One of the important pieces I have always felt that would help that transition is to embed ‘competition’ in regular practice sessions.  Other sports do this all the time – can you imagine enrolling in hockey and never playing a game? Or enrolling in golf but always staying on the putting greens and driving range.  Other sports do a great job of normalizing competition, of making it a part of each practice or at least once per week.  Practice to competition ratio is something that has had quite a bit of discussion the last number of years.  Sports such as hockey have been criticized for having too many games in relation to the number of practices.  The problem with so many introductory cross country ski experiences is that there is so little competition relative to the number of practice sessions.  This is understandable because so few leaders of children’s cross country skiing have ever participated in a ski race – so why would they organize one, when it is a foreign concept to them.  We need to find ways to involve young skiers in regular competition.  Wouldn’t it be great if every club in a region hosted a club championship event aimed at their club, but open to every club in the region. Wouldn’t it be great if coaches found ways to embed some competition regularly in club practices?  Wouldn’t it be great if competition for young skiers didn’t mirror adult competition formats?

What we really need to help young skiers transition to racing in Canada is not a one size fits all approach to adolescent competitive ski experiences.  Maybe its time to look at a tiered regional race series – one for adolescents who have been at it awhile and another for kids just getting going.  If we are interested in serving the diverse needs of kids, we really need to rethink how we are organizing things.  I’d really love to see a southern Alberta development race series aimed at novice skiers, and then a different series for kids to graduate to which involved adolescents who have a bit more experience.   These are all projects I’d love to put some time into and will.  There are 10-12 ski clubs who work with children in southern Alberta of which two are regular participants at regional and provincial races.  I think we could be doing something differently to advance competitive cross country skiing in southern Alberta.
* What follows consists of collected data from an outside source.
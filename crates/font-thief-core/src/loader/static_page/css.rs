//! Font references in stylesheets.

use regex::Regex;
use std::sync::OnceLock;

fn import_re() -> &'static Regex {
    static RE: OnceLock<Regex> = OnceLock::new();
    RE.get_or_init(|| {
        Regex::new(r#"(?i)@import\s+(?:url\(\s*)?["']?([^"')\s;]+)"#).expect("static regex")
    })
}

/// CSS with `/* ... */` comments removed.
fn strip_comments(css: &str) -> String {
    let mut out = String::with_capacity(css.len());
    let mut rest = css;
    while let Some(start) = rest.find("/*") {
        out.push_str(&rest[..start]);
        match rest[start + 2..].find("*/") {
            Some(end) => rest = &rest[start + 2 + end + 2..],
            None => return out,
        }
    }
    out.push_str(rest);
    out
}

/// Raw `url(...)` values in `block`, unquoted, without `data:` URIs.
fn url_values(block: &str) -> Vec<String> {
    let lower = block.to_ascii_lowercase();
    let mut out = Vec::new();
    let mut search_from = 0usize;
    while let Some(idx) = lower[search_from..].find("url(") {
        let start = search_from + idx + 4;
        let Some(end) = block[start..].find(')') else {
            break;
        };
        let raw = block[start..start + end].trim().trim_matches('"').trim_matches('\'').trim();
        if !raw.is_empty() && !raw.to_ascii_lowercase().starts_with("data:") {
            out.push(raw.to_string());
        }
        search_from = start + end + 1;
    }
    out
}

/// Every font URL named by an `@font-face` rule, in source order.
/// Values are returned as written (possibly relative).
pub fn font_face_urls(css: &str) -> Vec<String> {
    let css = strip_comments(css);
    let lower = css.to_ascii_lowercase();
    let mut out = Vec::new();
    let mut search_from = 0usize;

    while let Some(idx) = lower[search_from..].find("@font-face") {
        let start = search_from + idx;
        let Some(open) = css[start..].find('{') else {
            break;
        };
        let block_start = start + open + 1;
        let Some(close) = css[block_start..].find('}') else {
            break;
        };
        let block_end = block_start + close;
        out.extend(url_values(&css[block_start..block_end]));
        search_from = block_end + 1;
    }
    out
}

/// Targets of `@import` rules, as written.
pub fn import_urls(css: &str) -> Vec<String> {
    let css = strip_comments(css);
    import_re()
        .captures_iter(&css)
        .filter_map(|c| c.get(1))
        .map(|m| m.as_str().to_string())
        .collect()
}
//! WOFF 1.0: per-table zlib compression around an sfnt.

use std::io::Read;

use flate2::read::ZlibDecoder;

use super::reader::Reader;
use super::sfnt::{self, Table, COLLECTION_TAG};
use super::{DecodeError, FontDecoder, DEFAULT_MAX_DECODED_SIZE};

const SIGNATURE: u32 = u32::from_be_bytes(*b"wOFF");
const HEADER_LEN: usize = 44;
const TABLE_ENTRY_LEN: usize = 20;

#[derive(Debug, Clone)]
pub struct WoffDecoder {
    max_decoded_size: u64,
}

impl WoffDecoder {
    pub fn new() -> Self {
        Self {
            max_decoded_size: DEFAULT_MAX_DECODED_SIZE,
        }
    }

    pub fn with_max_decoded_size(max_decoded_size: u64) -> Self {
        Self { max_decoded_size }
    }
}

impl Default for WoffDecoder {
    fn default() -> Self {
        Self::new()
    }
}

struct TableEntry {
    tag: [u8; 4],
    offset: usize,
    comp_length: usize,
    orig_length: usize,
}

impl FontDecoder for WoffDecoder {
    fn name(&self) -> &str {
        "woff"
    }

    fn decode(&self, input: &[u8]) -> Result<Vec<u8>, DecodeError> {
        let mut r = Reader::new(input, "WOFF header");
        if input.len() < HEADER_LEN {
            return Err(DecodeError::Truncated("WOFF header"));
        }
        let signature = r.u32()?;
        if signature != SIGNATURE {
            return Err(DecodeError::BadSignature { expected: "wOFF" });
        }
        let flavor = r.u32()?;
        if flavor == COLLECTION_TAG {
            return Err(DecodeError::Unsupported("font collections".into()));
        }
        let length = r.u32()? as usize;
        let num_tables = r.u16()? as usize;
        let reserved = r.u16()?;
        let total_sfnt_size = u64::from(r.u32()?);
        if reserved != 0 {
            return Err(DecodeError::Malformed("reserved header field is non-zero".into()));
        }
        if length > input.len() {
            return Err(DecodeError::Truncated("WOFF data"));
        }
        if total_sfnt_size > self.max_decoded_size {
            return Err(DecodeError::TooLarge {
                size: total_sfnt_size,
                limit: self.max_decoded_size,
            });
        }
        if num_tables == 0 {
            return Err(DecodeError::Malformed("font has no tables".into()));
        }

        let mut dir = Reader::new(&input[HEADER_LEN..], "WOFF table directory");
        let mut entries = Vec::with_capacity(num_tables);
        for _ in 0..num_tables {
            let entry = dir.bytes(TABLE_ENTRY_LEN)?;
            let mut e = Reader::new(entry, "WOFF table directory");
            let tag: [u8; 4] = e.bytes(4)?.try_into().map_err(|_| DecodeError::Truncated("tag"))?;
            entries.push(TableEntry {
                tag,
                offset: e.u32()? as usize,
                comp_length: e.u32()? as usize,
                orig_length: e.u32()? as usize,
            });
        }

        let mut decoded_total = 0u64;
        let mut tables = Vec::with_capacity(entries.len());
        for entry in entries {
            let tag = sfnt::tag_str(entry.tag);
            let end = entry
                .offset
                .checked_add(entry.comp_length)
                .filter(|end| *end <= length)
                .ok_or_else(|| DecodeError::Malformed(format!("table {tag} lies outside the file")))?;
            decoded_total += entry.orig_length as u64;
            if decoded_total > self.max_decoded_size {
                return Err(DecodeError::TooLarge {
                    size: decoded_total,
                    limit: self.max_decoded_size,
                });
            }

            let raw = &input[entry.offset..end];
            let data = if entry.comp_length == entry.orig_length {
                raw.to_vec()
            } else if entry.comp_length < entry.orig_length {
                inflate(raw, entry.orig_length, &tag)?
            } else {
                return Err(DecodeError::Malformed(format!(
                    "table {tag} compressed length exceeds original length"
                )));
            };
            tables.push(Table::new(entry.tag, data));
        }

        tracing::debug!(tables = tables.len(), flavor = format_args!("{flavor:#010x}"), "decoded woff");
        sfnt::build(flavor, tables)
    }
}

fn inflate(raw: &[u8], orig_length: usize, tag: &str) -> Result<Vec<u8>, DecodeError> {
    let mut out = Vec::with_capacity(orig_length);
    ZlibDecoder::new(raw)
        .take(orig_length as u64 + 1)
        .read_to_end(&mut out)
        .map_err(|e| DecodeError::Decompress(format!("table {tag}: {e}")))?;
    if out.len() != orig_length {
        return Err(DecodeError::Malformed(format!(
            "table {tag} inflated to {} bytes, expected {orig_length}",
            out.len()
        )));
    }
    Ok(out)
}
Transitioning kids to competitive cross country skiing is work that is important and requires nurturing.  If we really want to be a leading ski nation, we need to think about supporting the good work of coaches in all clubs.  This begins by having a conversation with each other about how we can work together for the advancement of competitive cross country skiing.  I believe a healthy ski community where there are 20+ strong, involved and active clubs across a region is a much better thing than a reality where there are one or two clubs dominating races.  The outcome of this work is increased numbers of adolescent skiers transitioning to becoming athletes.   What do we need in place to achieve this outcome?  This is an important conversation and one I’d love to advance.